転生したツアーゼルさんを、必ず見つけるって」
一条は小さく笑い、田中の肩を叩いた。
「探せ。どんな世界でも。
お前の言葉は、ちゃんと届く」
「最後に、手を握ってくれたんです」
一条は何も言わず、ただ頷いた。
そのとき、空間が揺らぎ、ゲートが開き始めた。
「……帰るか」
「はい。一緒に」
二人は光の中へ歩き出す。
背後で、誰かの声がした気がした。
それは、春風のように、ただやさしかった。
***
「本当だ……ランキング1位」
愛住がスマホを掲げる。
「すげぇな。一条さん」
「ニャー」
画面には、一条の完結済みの作品が表示されていた。
『転生したら俺は最強勇者だった。無敵の俺は魔王も神も倒す。天上天下唯我独尊!』
――かつての”問題作”。
今回の一件は、地球側の実に有能な代行者によってうまく説明され動画として公開された。一条自身も、これまでの行為をすべて謝罪する動画を投稿した。
処分は免れない。
誰もがそう思っていた。
だが、読者(結果)は違った。
「謝罪が誠実すぎる!」
「作者降臨、狂ってて好きだ!」
想定外の好意の連鎖が広がっていく。
# 作者降臨系、# 終語り(ストーリーエンダリング)。
それは一つの”ジャンル”として定着した。
「……ちゃんと、生まれ変われるかな」
田中は、ツアーゼルのフィギュアを見つめて呟いた。
光となって消えた、あの女神。
交わした約束は、まだ胸の奥で静かに灯っている。
***
第二世界の枢軸、名前のない神殿。そこは祈りの場ではなく、世界のログが降る「超高次元演算階層」だった。中央には白い石板が光の粒子を吸い込んでいる。
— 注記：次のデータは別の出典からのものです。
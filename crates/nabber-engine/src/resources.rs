//! Overlay resources
//!
//! The overlay markup and stylesheet are named resources resolved through a
//! [`ResourceResolver`]: bundled into the binary by default, or read from a
//! directory when the card is being customised.

use std::collections::HashMap;
use std::future::Future;
use std::path::{Component, Path, PathBuf};

use tracing::debug;

const RECIPE_CARD_HTML: &str = include_str!("../resources/RecipeCard.html");
const RECIPE_CARD_CSS: &str = include_str!("../resources/RecipeCard.css");

/// Base URL of the bundled resources
pub const BUNDLED_BASE_URL: &str = "extension://recipe-nabber/";

/// Resource lookup errors
#[derive(Debug, thiserror::Error)]
pub enum ResourceError {
    #[error("resource not found: {0}")]
    NotFound(String),

    #[error("invalid resource name: {0}")]
    InvalidName(String),

    #[error("failed to read resource {name}: {source}")]
    Io {
        name: String,
        #[source]
        source: std::io::Error,
    },
}

/// Resolves named resources to URLs and text
pub trait ResourceResolver {
    /// URL a page would use to reference the resource
    fn url_for(&self, name: &str) -> Result<String, ResourceError>;

    /// Load the resource text
    fn fetch_text(&self, name: &str) -> impl Future<Output = Result<String, ResourceError>>;
}

/// Resources compiled into the engine
#[derive(Debug, Clone)]
pub struct BundledResources {
    base_url: String,
    files: HashMap<String, String>,
}

impl BundledResources {
    /// An empty bundle under `base_url`
    pub fn new(base_url: &str) -> Self {
        Self {
            base_url: base_url.to_string(),
            files: HashMap::new(),
        }
    }

    /// Add or replace a resource
    pub fn with(mut self, name: &str, text: &str) -> Self {
        self.files.insert(name.to_string(), text.to_string());
        self
    }

    pub fn contains(&self, name: &str) -> bool {
        self.files.contains_key(name)
    }
}

impl Default for BundledResources {
    /// The stock recipe card
    fn default() -> Self {
        Self::new(BUNDLED_BASE_URL)
            .with("RecipeCard.html", RECIPE_CARD_HTML)
            .with("RecipeCard.css", RECIPE_CARD_CSS)
    }
}

impl ResourceResolver for BundledResources {
    fn url_for(&self, name: &str) -> Result<String, ResourceError> {
        Ok(format!("{}{}", self.base_url, name))
    }

    async fn fetch_text(&self, name: &str) -> Result<String, ResourceError> {
        debug!(name, "loading bundled resource");
        self.files
            .get(name)
            .cloned()
            .ok_or_else(|| ResourceError::NotFound(name.to_string()))
    }
}

/// Resources read from a directory on disk
#[derive(Debug, Clone)]
pub struct DirectoryResources {
    root: PathBuf,
}

impl DirectoryResources {
    pub fn new(root: impl Into<PathBuf>) -> Self {
        Self { root: root.into() }
    }

    pub fn root(&self) -> &Path {
        &self.root
    }

    /// Map a resource name to a path below the root
    fn path_for(&self, name: &str) -> Result<PathBuf, ResourceError> {
        let relative = Path::new(name);
        let plain = !name.is_empty()
            && relative
                .components()
                .all(|component| matches!(component, Component::Normal(_)));
        if !plain {
            return Err(ResourceError::InvalidName(name.to_string()));
        }
        Ok(self.root.join(relative))
    }
}

impl ResourceResolver for DirectoryResources {
    fn url_for(&self, name: &str) -> Result<String, ResourceError> {
        let path = self.path_for(name)?;
        let absolute = std::path::absolute(&path).map_err(|source| ResourceError::Io {
            name: name.to_string(),
            source,
        })?;
        url::Url::from_file_path(&absolute)
            .map(String::from)
            .map_err(|()| ResourceError::InvalidName(name.to_string()))
    }

    async fn fetch_text(&self, name: &str) -> Result<String, ResourceError> {
        let path = self.path_for(name)?;
        debug!(path = %path.display(), "loading resource from disk");
        smol::fs::read_to_string(&path).await.map_err(|source| {
            if source.kind() == std::io::ErrorKind::NotFound {
                ResourceError::NotFound(name.to_string())
            } else {
                ResourceError::Io {
                    name: name.to_string(),
                    source,
                }
            }
        })
    }
}

#[cfg(test)]
mod tests {
    use super::*;

    #[test]
    fn test_bundled_card_present() {
        let resources = BundledResources::default();
        let html = smol::block_on(resources.fetch_text("RecipeCard.html")).unwrap();
        assert!(html.contains("recipeNabberModalContent"));
        assert_eq!(
            resources.url_for("RecipeCard.css").unwrap(),
            "extension://recipe-nabber/RecipeCard.css"
        );
        assert!(matches!(
            smol::block_on(resources.fetch_text("Missing.html")),
            Err(ResourceError::NotFound(_))
        ));
    }

    #[test]
    fn test_directory_rejects_escaping_names() {
        let resources = DirectoryResources::new("/tmp/cards");
        for name in ["../secret", "/etc/passwd", "", "a/../../b"] {
            assert!(
                matches!(resources.path_for(name), Err(ResourceError::InvalidName(_))),
                "{name} should be rejected"
            );
        }
        assert_eq!(
            resources.path_for("themes/dark.css").unwrap(),
            PathBuf::from("/tmp/cards/themes/dark.css")
        );
    }

    #[cfg(unix)]
    #[test]
    fn test_directory_url_is_escaped() {
        let resources = DirectoryResources::new("/tmp/my cards");
        assert_eq!(
            resources.url_for("Card #1.css").unwrap(),
            "file:///tmp/my%20cards/Card%20%231.css"
        );
        assert!(matches!(resources.url_for("../x.css"), Err(ResourceError::InvalidName(_))));
    }

    #[test]
    fn test_directory_reads_file() {
        let dir = std::env::temp_dir().join(format!("nabber-resources-{}", std::process::id()));
        std::fs::create_dir_all(&dir).unwrap();
        std::fs::write(dir.join("Card.html"), "<div id=\"x\"></div>").unwrap();

        let resources = DirectoryResources::new(&dir);
        let text = smol::block_on(resources.fetch_text("Card.html")).unwrap();
        assert_eq!(text, "<div id=\"x\"></div>");
        assert!(matches!(
            smol::block_on(resources.fetch_text("Nope.html")),
            Err(ResourceError::NotFound(_))
        ));

        std::fs::remove_dir_all(&dir).unwrap();
    }
}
「……記録には残るが、忘却される存在。それが“古の呪い”の定義だと?」
少女の姿をした眷属、アーキュラスの問いに、スペルトンは肯定も否定もせず、ただ深い沈黙を返した。
「ああ。創造主の加護と同質の、我ら眷属には干渉不能なコードだ」
第三世界の誕生、そして第二世界に突然現れた地球。彼ら眷属の秩序は静かに、だが確実に蝕まれ始めていた。
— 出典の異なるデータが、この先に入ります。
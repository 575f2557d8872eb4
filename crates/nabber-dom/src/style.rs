//! Inline style declarations
//!
//! A minimal `CSSStyleDeclaration`: ordered `property: value` pairs read from
//! and written back to an element's `style` attribute.

/// Ordered list of inline declarations
#[derive(Debug, Clone, Default, PartialEq, Eq)]
pub struct StyleDeclaration {
    declarations: Vec<(String, String)>,
}

impl StyleDeclaration {
    pub fn new() -> Self {
        Self::default()
    }

    /// Parse `style` attribute text. Malformed entries are dropped.
    pub fn parse(css_text: &str) -> Self {
        let mut style = Self::new();
        for decl in css_text.split(';') {
            let Some((property, value)) = decl.split_once(':') else {
                continue;
            };
            let property = property.trim();
            let value = value.trim();
            if property.is_empty() || value.is_empty() {
                continue;
            }
            style.set(property, value);
        }
        style
    }

    /// Get a property value
    pub fn get(&self, property: &str) -> Option<&str> {
        self.declarations
            .iter()
            .find(|(p, _)| p.eq_ignore_ascii_case(property))
            .map(|(_, v)| v.as_str())
    }

    /// Set a property, returning the previous value. An empty value removes it.
    pub fn set(&mut self, property: &str, value: &str) -> Option<String> {
        if value.trim().is_empty() {
            return self.remove(property);
        }
        let property = property.trim().to_ascii_lowercase();
        for (p, v) in self.declarations.iter_mut() {
            if *p == property {
                return Some(std::mem::replace(v, value.trim().to_string()));
            }
        }
        self.declarations.push((property, value.trim().to_string()));
        None
    }

    /// Remove a property
    pub fn remove(&mut self, property: &str) -> Option<String> {
        let pos = self
            .declarations
            .iter()
            .position(|(p, _)| p.eq_ignore_ascii_case(property))?;
        Some(self.declarations.remove(pos).1)
    }

    pub fn len(&self) -> usize {
        self.declarations.len()
    }

    pub fn is_empty(&self) -> bool {
        self.declarations.is_empty()
    }

    /// Serialize back to attribute text
    pub fn to_css_text(&self) -> String {
        self.declarations
            .iter()
            .map(|(p, v)| format!("{}: {};", p, v))
            .collect::<Vec<_>>()
            .join(" ")
    }
}

#[cfg(test)]
mod tests {
    use super::*;

    #[test]
    fn test_parse_skips_garbage() {
        let style = StyleDeclaration::parse("color: red;;  : nothing; width:10px; junk");
        assert_eq!(style.len(), 2);
        assert_eq!(style.get("COLOR"), Some("red"));
        assert_eq!(style.get("width"), Some("10px"));
    }

    #[test]
    fn test_set_empty_removes() {
        let mut style = StyleDeclaration::parse("display: none");
        assert_eq!(style.set("display", "").as_deref(), Some("none"));
        assert!(style.is_empty());
        assert_eq!(style.to_css_text(), "");
    }
}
「地球はすでに、臨界点を越えた『呪いの媒体』と化している。昇華を拒む魂の澱みが、呪いの餌として実体化しつつあるんだ」
スペルトンは手元の腕時計に目を落とし、薄く、どこか冷ややかな笑みを浮かべた。
「じゃあ、そろそろ『ストーリーエンダー』の任務に戻るよ。バックアップは期待していない」
遠ざかる背中を見送りながら、アーキュラスは神殿の静寂に沈む。
記録されない領域に佇む、記憶の外の創造主。 その導きがどこに向かっているのか?
結成されたばかりのエージェントたちが、これから暴くことになるのは、世界の救済などではない。それは、誰もが直視を避けてきた、この次元の致命的な「バグ」なのだということを。
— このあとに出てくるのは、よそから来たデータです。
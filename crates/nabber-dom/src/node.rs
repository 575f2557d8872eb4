//! DOM Node - Compact representation
//!
//! Links are stored as [`NodeId`]s into the arena rather than pointers, so a
//! node can be detached and reattached anywhere without invalidating handles.

use crate::{NodeId, StyleDeclaration};

/// DOM Node - Core structure
#[derive(Debug, Clone)]
pub struct Node {
    /// Parent node (NONE if detached or root)
    pub parent: NodeId,
    /// First child
    pub first_child: NodeId,
    /// Last child (for O(1) append)
    pub last_child: NodeId,
    /// Previous sibling
    pub prev_sibling: NodeId,
    /// Next sibling
    pub next_sibling: NodeId,
    /// Node-specific data
    pub data: NodeData,
}

impl Node {
    fn with_data(data: NodeData) -> Self {
        Self {
            parent: NodeId::NONE,
            first_child: NodeId::NONE,
            last_child: NodeId::NONE,
            prev_sibling: NodeId::NONE,
            next_sibling: NodeId::NONE,
            data,
        }
    }

    /// Create a new element node
    pub fn element(name: &str) -> Self {
        Self::with_data(NodeData::Element(ElementData::new(name)))
    }

    /// Create a new text node
    pub fn text(content: &str) -> Self {
        Self::with_data(NodeData::Text(content.to_string()))
    }

    /// Create a new comment node
    pub fn comment(content: &str) -> Self {
        Self::with_data(NodeData::Comment(content.to_string()))
    }

    /// Create a DOCTYPE node
    pub fn doctype(name: &str) -> Self {
        Self::with_data(NodeData::Doctype { name: name.to_string() })
    }

    /// Create a document node
    pub fn document() -> Self {
        Self::with_data(NodeData::Document)
    }

    /// Copy of this node's data with all links cleared
    pub fn detached_copy(&self) -> Self {
        Self::with_data(self.data.clone())
    }

    /// Check if this is an element
    #[inline]
    pub fn is_element(&self) -> bool {
        matches!(self.data, NodeData::Element(_))
    }

    /// Check if this is text
    #[inline]
    pub fn is_text(&self) -> bool {
        matches!(self.data, NodeData::Text(_))
    }

    /// Check whether children may be attached to this node
    #[inline]
    pub fn can_have_children(&self) -> bool {
        matches!(self.data, NodeData::Element(_) | NodeData::Document)
    }

    /// Get element data if this is an element
    #[inline]
    pub fn as_element(&self) -> Option<&ElementData> {
        match &self.data {
            NodeData::Element(e) => Some(e),
            _ => None,
        }
    }

    /// Get mutable element data
    #[inline]
    pub fn as_element_mut(&mut self) -> Option<&mut ElementData> {
        match &mut self.data {
            NodeData::Element(e) => Some(e),
            _ => None,
        }
    }

    /// Get text content if this is a text node
    #[inline]
    pub fn as_text(&self) -> Option<&str> {
        match &self.data {
            NodeData::Text(t) => Some(t),
            _ => None,
        }
    }
}

/// Node-specific data
#[derive(Debug, Clone)]
pub enum NodeData {
    /// Document root
    Document,
    /// DOCTYPE
    Doctype { name: String },
    /// Element
    Element(ElementData),
    /// Text content
    Text(String),
    /// Comment
    Comment(String),
}

/// Element-specific data
#[derive(Debug, Clone)]
pub struct ElementData {
    /// Lowercased local tag name
    pub name: String,
    /// Attributes in source order
    pub attrs: Vec<Attribute>,
}

/// Attribute
#[derive(Debug, Clone, PartialEq, Eq)]
pub struct Attribute {
    pub name: String,
    pub value: String,
}

impl ElementData {
    pub fn new(name: &str) -> Self {
        Self {
            name: name.to_ascii_lowercase(),
            attrs: Vec::new(),
        }
    }

    /// Tag name
    pub fn local_name(&self) -> &str {
        &self.name
    }

    /// Get an attribute value
    pub fn get_attr(&self, name: &str) -> Option<&str> {
        self.attrs
            .iter()
            .find(|a| a.name.eq_ignore_ascii_case(name))
            .map(|a| a.value.as_str())
    }

    /// Check attribute presence
    pub fn has_attr(&self, name: &str) -> bool {
        self.get_attr(name).is_some()
    }

    /// Set an attribute, returning the previous value
    pub fn set_attr(&mut self, name: &str, value: &str) -> Option<String> {
        for attr in self.attrs.iter_mut() {
            if attr.name.eq_ignore_ascii_case(name) {
                return Some(std::mem::replace(&mut attr.value, value.to_string()));
            }
        }
        self.attrs.push(Attribute {
            name: name.to_ascii_lowercase(),
            value: value.to_string(),
        });
        None
    }

    /// The `id` attribute
    pub fn id(&self) -> Option<&str> {
        self.get_attr("id")
    }

    /// Iterate the class list
    pub fn classes(&self) -> impl Iterator<Item = &str> {
        self.get_attr("class").unwrap_or("").split_ascii_whitespace()
    }

    /// Check class membership
    pub fn has_class(&self, class: &str) -> bool {
        self.classes().any(|c| c == class)
    }

    /// Add a class; returns false if already present
    pub fn add_class(&mut self, class: &str) -> bool {
        if self.has_class(class) {
            return false;
        }
        let mut list: Vec<&str> = self.classes().collect();
        list.push(class);
        let joined = list.join(" ");
        self.set_attr("class", &joined);
        true
    }

    /// Remove a class; returns false if it was absent
    pub fn remove_class(&mut self, class: &str) -> bool {
        if !self.has_class(class) {
            return false;
        }
        let joined = self
            .classes()
            .filter(|c| *c != class)
            .collect::<Vec<_>>()
            .join(" ");
        self.set_attr("class", &joined);
        true
    }

    /// Parsed inline style (`style` attribute)
    pub fn style(&self) -> StyleDeclaration {
        StyleDeclaration::parse(self.get_attr("style").unwrap_or(""))
    }

    /// Read a single inline style property
    pub fn style_property(&self, property: &str) -> Option<String> {
        self.style().get(property).map(str::to_string)
    }

    /// Write a single inline style property, returning the previous value
    pub fn set_style_property(&mut self, property: &str, value: &str) -> Option<String> {
        let mut style = self.style();
        let old = style.set(property, value);
        self.set_attr("style", &style.to_css_text());
        old
    }
}
//! Nabber CSS Selectors
//!
//! Selector parsing and matching against a [`nabber_dom::DomTree`]:
//! type, class, id and attribute selectors, compound selectors, descendant
//! and child combinators, and comma-separated selector lists.

mod selectors;
mod parser;
mod query;

pub use selectors::{
    AttributeMatcher, AttributeSelector, Combinator, ComplexSelector, CompoundSelector,
    SelectorComponent, SelectorList,
};
pub use query::{matches, query_selector, query_selector_all};

/// Parse a selector list such as `.recipe-content, div[itemtype="..."]`
pub fn parse_selector_list(text: &str) -> Result<SelectorList, SelectorError> {
    parser::SelectorParser::new(text).parse_list()
}

/// Selector parsing error
#[derive(Debug, Clone, PartialEq, Eq, thiserror::Error)]
pub enum SelectorError {
    #[error("empty selector")]
    Empty,

    #[error("unexpected {found:?} at offset {offset} in selector {selector:?}")]
    Unexpected { selector: String, offset: usize, found: char },

    #[error("unexpected end of selector {0:?}")]
    UnexpectedEnd(String),

    #[error("unsupported selector syntax {syntax:?} in {selector:?}")]
    Unsupported { selector: String, syntax: String },
}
白い石板に降り注ぐ、無数の光の粒子。 その一粒が、アーキュラスの目の前で、石板に吸い込まれることなく消えた。
それは―― 「起きなかったこと」になった。
誰の記憶にも、何の記録にも残らない、ただ一瞬のエラー。
アーキュラスは、遠ざかるスペルトンの背中を追った。
その背中が、いつもより小さく見えた。